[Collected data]
══════
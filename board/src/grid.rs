//! Dense occupancy grid enforcing single occupancy per anchor cell.

use std::collections::HashMap;

use tabletop_core::{ConfigError, EntityId, GridCell, GridError, MapMeta};

/// Outcome of re-deriving occupancy from an authoritative entity list.
#[derive(Clone, Debug, Default, PartialEq, Eq)]
pub struct RebuildReport {
    /// Number of entities that now hold a cell.
    pub placed: usize,
    /// Records dropped because a later record reused the same identifier.
    pub superseded: usize,
    /// Records skipped because their cell was invalid or already taken.
    pub rejected: Vec<(EntityId, GridError)>,
}

impl RebuildReport {
    /// Number of records that could not be placed.
    #[must_use]
    pub fn skipped(&self) -> usize {
        self.rejected.len()
    }
}

/// Row-major matrix mapping every cell to at most one entity.
#[derive(Clone, Debug, PartialEq, Eq)]
pub struct OccupancyGrid {
    columns: u32,
    rows: u32,
    cells: Vec<Option<EntityId>>,
}

impl OccupancyGrid {
    /// Allocates an empty grid. Both dimensions must be positive.
    pub fn new(columns: i32, rows: i32) -> Result<Self, ConfigError> {
        if columns <= 0 || rows <= 0 {
            return Err(ConfigError::NonPositiveDimensions {
                columns: i64::from(columns),
                rows: i64::from(rows),
            });
        }

        let columns = columns.unsigned_abs();
        let rows = rows.unsigned_abs();
        let capacity_u64 = u64::from(columns) * u64::from(rows);
        let capacity = usize::try_from(capacity_u64).map_err(|_| {
            ConfigError::NonPositiveDimensions {
                columns: i64::from(columns),
                rows: i64::from(rows),
            }
        })?;

        Ok(Self {
            columns,
            rows,
            cells: vec![None; capacity],
        })
    }

    /// Allocates an empty grid sized for the provided map section.
    pub fn for_map(map: &MapMeta) -> Result<Self, ConfigError> {
        let (columns, rows) = map.grid_dimensions()?;
        match (i32::try_from(columns), i32::try_from(rows)) {
            (Ok(columns), Ok(rows)) => Self::new(columns, rows),
            _ => Err(ConfigError::NonPositiveDimensions {
                columns: i64::from(columns),
                rows: i64::from(rows),
            }),
        }
    }

    /// Reports whether the cell lies inside the grid bounds.
    #[must_use]
    pub fn is_valid_cell(&self, cell: GridCell) -> bool {
        self.index(cell).is_some()
    }

    /// Reports whether the cell is unavailable. Out-of-bounds cells count as occupied.
    #[must_use]
    pub fn is_occupied(&self, cell: GridCell) -> bool {
        self.index(cell)
            .map_or(true, |index| self.cells[index].is_some())
    }

    /// Returns the entity holding the cell, if any.
    #[must_use]
    pub fn occupant(&self, cell: GridCell) -> Option<&EntityId> {
        self.index(cell)
            .and_then(|index| self.cells.get(index))
            .and_then(Option::as_ref)
    }

    /// Marks the cell as held by the entity.
    ///
    /// Placing an entity on the cell it already holds succeeds without change.
    pub fn place(&mut self, entity: &EntityId, cell: GridCell) -> Result<(), GridError> {
        let index = self.index(cell).ok_or(GridError::InvalidCell { cell })?;
        if let Some(occupant) = self.cells[index].as_ref().filter(|held| *held != entity) {
            return Err(GridError::Occupied {
                cell,
                occupant: occupant.clone(),
            });
        }

        self.cells[index] = Some(entity.clone());
        Ok(())
    }

    /// Clears an in-bounds cell. Empty or out-of-bounds cells are left untouched.
    pub fn vacate(&mut self, cell: GridCell) {
        if let Some(index) = self.index(cell) {
            self.cells[index] = None;
        }
    }

    /// Moves an entity between two cells, leaving the grid unchanged on failure.
    ///
    /// Moving onto the cell the entity already holds is a no-op.
    pub fn move_entity(
        &mut self,
        entity: &EntityId,
        from: GridCell,
        to: GridCell,
    ) -> Result<(), GridError> {
        if from == to {
            return match self.occupant(to) {
                Some(occupant) if occupant != entity => Err(GridError::Occupied {
                    cell: to,
                    occupant: occupant.clone(),
                }),
                _ if self.is_valid_cell(to) => Ok(()),
                _ => Err(GridError::InvalidCell { cell: to }),
            };
        }

        let source = self.index(from);
        let previous = match source {
            Some(index) if self.cells[index].as_ref() == Some(entity) => self.cells[index].take(),
            _ => None,
        };

        match self.place(entity, to) {
            Ok(()) => Ok(()),
            Err(error) => {
                if let (Some(index), Some(previous)) = (source, previous) {
                    self.cells[index] = Some(previous);
                }
                Err(error)
            }
        }
    }

    /// Clears the grid and re-derives occupancy from an authoritative list.
    ///
    /// When an identifier appears more than once the last record wins. Records
    /// whose cell is invalid or already claimed are skipped and reported.
    pub fn rebuild<'a, I>(&mut self, entries: I) -> RebuildReport
    where
        I: IntoIterator<Item = (&'a EntityId, GridCell)>,
    {
        let entries: Vec<(&EntityId, GridCell)> = entries.into_iter().collect();
        let mut last_seen: HashMap<&EntityId, usize> = HashMap::with_capacity(entries.len());
        for (position, (entity, _)) in entries.iter().enumerate() {
            let _ = last_seen.insert(*entity, position);
        }

        self.cells.fill(None);
        let mut report = RebuildReport::default();
        for (position, (entity, cell)) in entries.iter().enumerate() {
            if last_seen.get(entity) != Some(&position) {
                report.superseded += 1;
                continue;
            }

            match self.place(entity, *cell) {
                Ok(()) => report.placed += 1,
                Err(error) => report.rejected.push(((*entity).clone(), error)),
            }
        }

        report
    }

    /// Iterates over every held cell together with its occupant in row-major order.
    pub fn occupied_cells(&self) -> impl Iterator<Item = (GridCell, &EntityId)> + '_ {
        let columns = self.columns as usize;
        self.cells
            .iter()
            .enumerate()
            .filter_map(move |(index, slot)| {
                let entity = slot.as_ref()?;
                let column = i32::try_from(index % columns).ok()?;
                let row = i32::try_from(index / columns).ok()?;
                Some((GridCell::new(column, row), entity))
            })
    }

    /// Raw row-major cell storage.
    #[must_use]
    pub fn cells(&self) -> &[Option<EntityId>] {
        &self.cells
    }

    /// Number of columns and rows in the grid.
    #[must_use]
    pub const fn dimensions(&self) -> (u32, u32) {
        (self.columns, self.rows)
    }

    fn index(&self, cell: GridCell) -> Option<usize> {
        let column = u32::try_from(cell.column()).ok()?;
        let row = u32::try_from(cell.row()).ok()?;
        if column < self.columns && row < self.rows {
            let row = usize::try_from(row).ok()?;
            let column = usize::try_from(column).ok()?;
            let width = usize::try_from(self.columns).ok()?;
            Some(row * width + column)
        } else {
            None
        }
    }
}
══════
### Task objective
Answer with one number: how many lines of the entries above include the word "slot".

### Answer box
2